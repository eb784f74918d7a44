//! ball_track - one endpoint of a closed-loop tracking session
//!
//! `ball_track answer` waits for a peer on the signaling port and tracks the
//! ball it receives. `ball_track offer` connects to it, streams the ball and
//! logs the tracking error of every report.

use anyhow::{anyhow, Result};
use clap::{Parser, ValueEnum};
use std::sync::atomic::{AtomicBool, Ordering};
use std::sync::Arc;
use std::time::Duration;

use ball_track::signaling::tcp::{TcpRole, TcpSignaling};
use ball_track::transport::TcpLinkFactory;
use ball_track::{
    ContourBackend, Origin, PeerSession, Role, SessionEvent, StatsSink, TrackConfig, Tracker,
    VideoFormat,
};

#[derive(Clone, Copy, Debug, ValueEnum)]
enum RoleArg {
    /// Stream the ball and score the tracker.
    Offer,
    /// Track the ball and report positions.
    Answer,
}

#[derive(Parser, Debug)]
#[command(
    name = "ball_track",
    about = "Closed-loop ball tracking over a peer session"
)]
struct Args {
    #[arg(value_enum)]
    role: RoleArg,

    /// Debug logging
    #[arg(short, long)]
    verbose: bool,

    /// Signaling host (answer listens on it, offer connects to it)
    #[arg(long)]
    signaling_host: Option<String>,

    /// Signaling TCP port
    #[arg(long)]
    signaling_port: Option<u16>,

    /// Local address the offer side binds its peer link to
    #[arg(long)]
    link_host: Option<String>,

    /// Peer link TCP port on the offer side (0 = ephemeral)
    #[arg(long)]
    link_port: Option<u16>,

    /// Stop after this many seconds (default: run until interrupted)
    #[arg(long, env = "BALL_TRACK_SECONDS")]
    seconds: Option<u64>,
}

fn main() -> Result<()> {
    let args = Args::parse();
    let level = if args.verbose { "debug" } else { "info" };
    env_logger::Builder::from_env(env_logger::Env::default().default_filter_or(level)).init();

    let mut config = TrackConfig::load()?;
    if let Some(host) = args.signaling_host {
        config.signaling.host = host;
    }
    if let Some(port) = args.signaling_port {
        config.signaling.port = port;
    }
    if let Some(host) = args.link_host {
        config.link.host = host;
    }
    if let Some(port) = args.link_port {
        config.link.port = port;
    }
    config.validate()?;

    let (role, tcp_role) = match args.role {
        RoleArg::Offer => (Role::Offer, TcpRole::Connect),
        RoleArg::Answer => (Role::Answer, TcpRole::Listen),
    };
    let stop = Arc::new(AtomicBool::new(false));
    let signaling = Arc::new(
        TcpSignaling::new(
            &config.signaling.host,
            config.signaling.port,
            tcp_role,
            config.signaling.connect_timeout,
        )
        .with_stop_flag(stop.clone()),
    );
    let links = Box::new(
        TcpLinkFactory::new(&config.link.host, config.link.port)
            .with_connect_timeout(config.link.connect_timeout),
    );
    let format = VideoFormat {
        width: config.video.width,
        height: config.video.height,
        fps: config.video.fps,
    };
    let (session, events) = PeerSession::new(role, format, signaling, links);

    let interrupt = session.event_sender();
    let interrupt_stop = stop.clone();
    ctrlc::set_handler(move || {
        // Wakes a peer wait still inside signaling.
        interrupt_stop.store(true, Ordering::SeqCst);
        let _ = interrupt.send(SessionEvent::SessionEnded("interrupted".to_string()));
    })
    .map_err(|e| anyhow!("error setting Ctrl-C handler: {}", e))?;

    log::info!(
        "ball_track {} starting (signaling {}:{})",
        role,
        config.signaling.host,
        config.signaling.port
    );
    match role {
        Role::Offer => {
            let mut origin = Origin::new(session, events, config.video.clone());
            if let Some(seconds) = args.seconds {
                origin = origin.with_max_duration(Duration::from_secs(seconds));
            }
            let mut sink = StatsSink::new();
            let summary = match origin.run(&mut sink) {
                Err(e) if stop.load(Ordering::SeqCst) => return interrupted(e),
                other => other?,
            };
            log::info!(
                "ball_track offer done ({}): frames={} {}",
                summary.reason,
                summary.frames_sent,
                sink.stats()?
            );
        }
        Role::Answer => {
            let mut tracker = Tracker::new(session, events)
                .with_report_interval(config.report_interval)
                .with_max_backlog(config.max_backlog);
            if let Some(seconds) = args.seconds {
                tracker = tracker.with_max_duration(Duration::from_secs(seconds));
            }
            let summary = match tracker.run(ContourBackend) {
                Err(e) if stop.load(Ordering::SeqCst) => return interrupted(e),
                other => other?,
            };
            log::info!(
                "ball_track answer done ({}): frames={} detections={} reports={}",
                summary.reason,
                summary.frames_received,
                summary.worker.detections,
                summary.reports_sent
            );
        }
    }
    Ok(())
}

fn interrupted(err: anyhow::Error) -> Result<()> {
    log::info!("ball_track interrupted ({:#})", err);
    Ok(())
}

•••

Your goal
Work out how many lines in the records above include the string "TcpLinkFactory", and provide that figure with no other text.

Expected answer
2